◆ Records shown:
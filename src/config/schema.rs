//! Configuration schema definitions.
//!
//! This module defines the complete option structure for the FTP server
//! harness. All types derive Serde traits for deserialization from the JSON
//! settings file; every field has a default so a minimal file is enough.

use std::fmt;
use std::net::IpAddr;
use std::ops::RangeInclusive;
use std::path::PathBuf;
use std::str::FromStr;

use serde::{Deserialize, Serialize};

use crate::auth::AuthenticationMode;
use crate::layout::LayoutMode;

/// Name of the directory below the temp directory used by `system-io` without a root.
pub const DEFAULT_SYSTEM_IO_DIR: &str = "TestFtpServer";

/// Control port for plain and explicit-TLS FTP.
pub const DEFAULT_PORT: u16 = 21;

/// Control port for implicit FTPS.
pub const DEFAULT_IMPLICIT_PORT: u16 = 990;

/// Root options for one server run.
#[derive(Debug, Clone, Deserialize, Serialize)]
#[serde(default)]
pub struct Options {
    /// Enabled membership sources.
    pub authentication: AuthenticationMode,

    /// PAM membership settings.
    pub pam: PamOptions,

    /// Account → directory mapping.
    pub layout: LayoutMode,

    /// Listener settings.
    pub server: ServerOptions,

    /// Certificate and TLS mode.
    pub tls: TlsOptions,

    /// Backend used when no subcommand selects one.
    pub backend: BackendKind,

    pub system_io: SystemIoOptions,

    pub unix: UnixOptions,

    pub in_memory: InMemoryOptions,

    pub google_drive: GoogleDriveOptions,

    /// Accounts for the custom membership provider.
    pub accounts: Vec<AccountOptions>,

    pub logging: LoggingOptions,
}

impl Default for Options {
    fn default() -> Self {
        Self {
            authentication: AuthenticationMode::CUSTOM,
            pam: PamOptions::default(),
            layout: LayoutMode::default(),
            server: ServerOptions::default(),
            tls: TlsOptions::default(),
            backend: BackendKind::default(),
            system_io: SystemIoOptions::default(),
            unix: UnixOptions::default(),
            in_memory: InMemoryOptions::default(),
            google_drive: GoogleDriveOptions::default(),
            accounts: vec![AccountOptions {
                name: "tester".to_string(),
                password: "testing".to_string(),
            }],
            logging: LoggingOptions::default(),
        }
    }
}

/// PAM membership settings.
#[derive(Debug, Clone, Deserialize, Serialize)]
#[serde(default)]
pub struct PamOptions {
    /// Skip the account check after PAM authentication succeeded.
    pub no_account_management: bool,

    /// PAM service name.
    pub service: String,
}

impl Default for PamOptions {
    fn default() -> Self {
        Self {
            no_account_management: false,
            service: "ftp".to_string(),
        }
    }
}

/// Listener configuration.
#[derive(Debug, Clone, Deserialize, Serialize)]
#[serde(default)]
pub struct ServerOptions {
    /// Address to bind (IP or host name).
    pub address: Option<String>,

    /// Control port. Defaults depend on the TLS mode.
    pub port: Option<u16>,

    /// Passive data port range.
    pub passive: Option<PassivePortRange>,

    /// Accept passive data connections from any peer address.
    pub promiscuous_passive: bool,

    /// Host or IP announced in PASV replies.
    pub passive_host: Option<String>,

    /// Idle session timeout in seconds.
    pub idle_timeout_secs: Option<u64>,

    /// Maximum concurrent control connections on the TLS front listener.
    pub max_connections: usize,

    /// Seconds the front listener gets to wind down on stop.
    pub shutdown_grace_secs: u64,
}

impl Default for ServerOptions {
    fn default() -> Self {
        Self {
            address: None,
            port: None,
            passive: None,
            promiscuous_passive: false,
            passive_host: None,
            idle_timeout_secs: None,
            max_connections: 1_000,
            shutdown_grace_secs: 5,
        }
    }
}

impl ServerOptions {
    pub fn effective_port(&self, implicit_tls: bool) -> u16 {
        self.port.unwrap_or(if implicit_tls { DEFAULT_IMPLICIT_PORT } else { DEFAULT_PORT })
    }

    /// `host:port` string suitable for binding.
    pub fn bind_address(&self, implicit_tls: bool) -> String {
        let host = self.address.as_deref().unwrap_or("127.0.0.1");
        let port = self.effective_port(implicit_tls);
        match host.parse::<IpAddr>() {
            Ok(IpAddr::V6(ip)) => format!("[{}]:{}", ip, port),
            _ => format!("{}:{}", host, port),
        }
    }
}

/// Inclusive passive port range written as `FIRST:LAST`.
#[derive(Debug, Clone, Copy, PartialEq, Eq, Deserialize, Serialize)]
#[serde(try_from = "String", into = "String")]
pub struct PassivePortRange {
    pub first: u16,
    pub last: u16,
}

impl PassivePortRange {
    pub fn to_range(self) -> RangeInclusive<u16> {
        self.first..=self.last
    }
}

/// Error for malformed passive port ranges.
#[derive(Debug, Clone, PartialEq, Eq, thiserror::Error)]
#[error("invalid passive port range '{0}', expected FIRST:LAST with FIRST <= LAST")]
pub struct PassivePortRangeError(pub String);

impl FromStr for PassivePortRange {
    type Err = PassivePortRangeError;

    fn from_str(s: &str) -> Result<Self, Self::Err> {
        let err = || PassivePortRangeError(s.to_string());
        let (first, last) = s.split_once(':').ok_or_else(err)?;
        let first: u16 = first.trim().parse().map_err(|_| err())?;
        let last: u16 = last.trim().parse().map_err(|_| err())?;
        if first == 0 || first > last {
            return Err(err());
        }
        Ok(Self { first, last })
    }
}

impl TryFrom<String> for PassivePortRange {
    type Error = PassivePortRangeError;

    fn try_from(value: String) -> Result<Self, Self::Error> {
        value.parse()
    }
}

impl From<PassivePortRange> for String {
    fn from(range: PassivePortRange) -> Self {
        range.to_string()
    }
}

impl fmt::Display for PassivePortRange {
    fn fmt(&self, f: &mut fmt::Formatter<'_>) -> fmt::Result {
        write!(f, "{}:{}", self.first, self.last)
    }
}

/// TLS settings.
#[derive(Clone, Default, Deserialize, Serialize)]
#[serde(default)]
pub struct TlsOptions {
    /// PEM file with the certificate chain and private key.
    pub certificate: Option<PathBuf>,

    /// Password of an encrypted private key in the PEM file.
    pub password: Option<String>,

    /// Start TLS on connect instead of waiting for `AUTH TLS`.
    pub implicit: bool,
}

impl fmt::Debug for TlsOptions {
    fn fmt(&self, f: &mut fmt::Formatter<'_>) -> fmt::Result {
        f.debug_struct("TlsOptions")
            .field("certificate", &self.certificate)
            .field("password", &self.password.as_ref().map(|_| "<redacted>"))
            .field("implicit", &self.implicit)
            .finish()
    }
}

/// Storage backend kinds selectable from the settings file.
#[derive(Debug, Clone, Copy, PartialEq, Eq, Default, Deserialize, Serialize)]
#[serde(rename_all = "kebab-case")]
pub enum BackendKind {
    SystemIo,
    Unix,
    #[default]
    InMemory,
    GoogleDriveUser,
    GoogleDriveService,
}

impl fmt::Display for BackendKind {
    fn fmt(&self, f: &mut fmt::Formatter<'_>) -> fmt::Result {
        let name = match self {
            BackendKind::SystemIo => "system-io",
            BackendKind::Unix => "unix",
            BackendKind::InMemory => "in-memory",
            BackendKind::GoogleDriveUser => "google-drive-user",
            BackendKind::GoogleDriveService => "google-drive-service",
        };
        f.write_str(name)
    }
}

/// Local filesystem backend.
#[derive(Debug, Clone, Default, Deserialize, Serialize)]
#[serde(default)]
pub struct SystemIoOptions {
    /// Backend root; `<temp>/TestFtpServer` when unset.
    pub root: Option<PathBuf>,
}

impl SystemIoOptions {
    pub fn resolved_root(&self) -> PathBuf {
        self.root.clone().unwrap_or_else(default_system_io_root)
    }
}

/// `<temp>/TestFtpServer`.
pub fn default_system_io_root() -> PathBuf {
    std::env::temp_dir().join(DEFAULT_SYSTEM_IO_DIR)
}

/// POSIX filesystem backend.
#[derive(Debug, Clone, Deserialize, Serialize)]
#[serde(default)]
pub struct UnixOptions {
    pub root: PathBuf,
}

impl Default for UnixOptions {
    fn default() -> Self {
        Self { root: PathBuf::from("/") }
    }
}

/// In-memory backend.
#[derive(Debug, Clone, Default, Deserialize, Serialize)]
#[serde(default)]
pub struct InMemoryOptions {
    /// Keep anonymous file trees between sessions.
    pub keep_anonymous: bool,
}

/// Google Drive backend.
#[derive(Debug, Clone, Deserialize, Serialize)]
#[serde(default)]
pub struct GoogleDriveOptions {
    pub user: GoogleDriveUserOptions,

    pub service: GoogleDriveServiceOptions,

    /// Directory holding cached OAuth tokens, one file per user name.
    pub token_cache: Option<PathBuf>,

    /// Drive folder id used as the backend root.
    pub root_folder: String,
}

impl Default for GoogleDriveOptions {
    fn default() -> Self {
        Self {
            user: GoogleDriveUserOptions::default(),
            service: GoogleDriveServiceOptions::default(),
            token_cache: None,
            root_folder: "root".to_string(),
        }
    }
}

impl GoogleDriveOptions {
    pub fn resolved_token_cache(&self) -> PathBuf {
        self.token_cache.clone().unwrap_or_else(|| {
            std::env::var_os("HOME")
                .map(|home| PathBuf::from(home).join(".config").join("ftpserver").join("google-drive"))
                .unwrap_or_else(|| std::env::temp_dir().join("ftpserver-google-drive"))
        })
    }
}

#[derive(Debug, Clone, Default, Deserialize, Serialize)]
#[serde(default)]
pub struct GoogleDriveUserOptions {
    /// OAuth client secrets JSON.
    pub client_secrets: Option<PathBuf>,

    /// Name the token is cached under.
    pub user_name: Option<String>,

    /// Force a token refresh after authorization.
    pub refresh: bool,
}

#[derive(Debug, Clone, Default, Deserialize, Serialize)]
#[serde(default)]
pub struct GoogleDriveServiceOptions {
    /// Service account key file.
    pub credential_file: Option<PathBuf>,

    /// Finish uploads after STOR has been acknowledged.
    pub background_upload: bool,
}

/// A custom membership account.
#[derive(Clone, Deserialize, Serialize)]
pub struct AccountOptions {
    pub name: String,
    pub password: String,
}

impl fmt::Debug for AccountOptions {
    fn fmt(&self, f: &mut fmt::Formatter<'_>) -> fmt::Result {
        f.debug_struct("AccountOptions")
            .field("name", &self.name)
            .field("password", &"<redacted>")
            .finish()
    }
}

/// Logging settings.
#[derive(Debug, Clone, Deserialize, Serialize)]
#[serde(default)]
pub struct LoggingOptions {
    /// `EnvFilter` directive used when `RUST_LOG` is unset.
    pub level: String,

    pub format: LogFormat,
}

impl Default for LoggingOptions {
    fn default() -> Self {
        Self {
            level: "ftpserver=info,libunftp=info".to_string(),
            format: LogFormat::Pretty,
        }
    }
}

#[derive(Debug, Clone, Copy, PartialEq, Eq, Default, Deserialize, Serialize)]
#[serde(rename_all = "lowercase")]
pub enum LogFormat {
    #[default]
    Pretty,
    Json,
}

◆ Problem to solve: Extract each line from the listing that holds the word "LayoutMode".

◆ Expected answer:
use crate::layout::LayoutMode;
    pub layout: LayoutMode,
            layout: LayoutMode::default(),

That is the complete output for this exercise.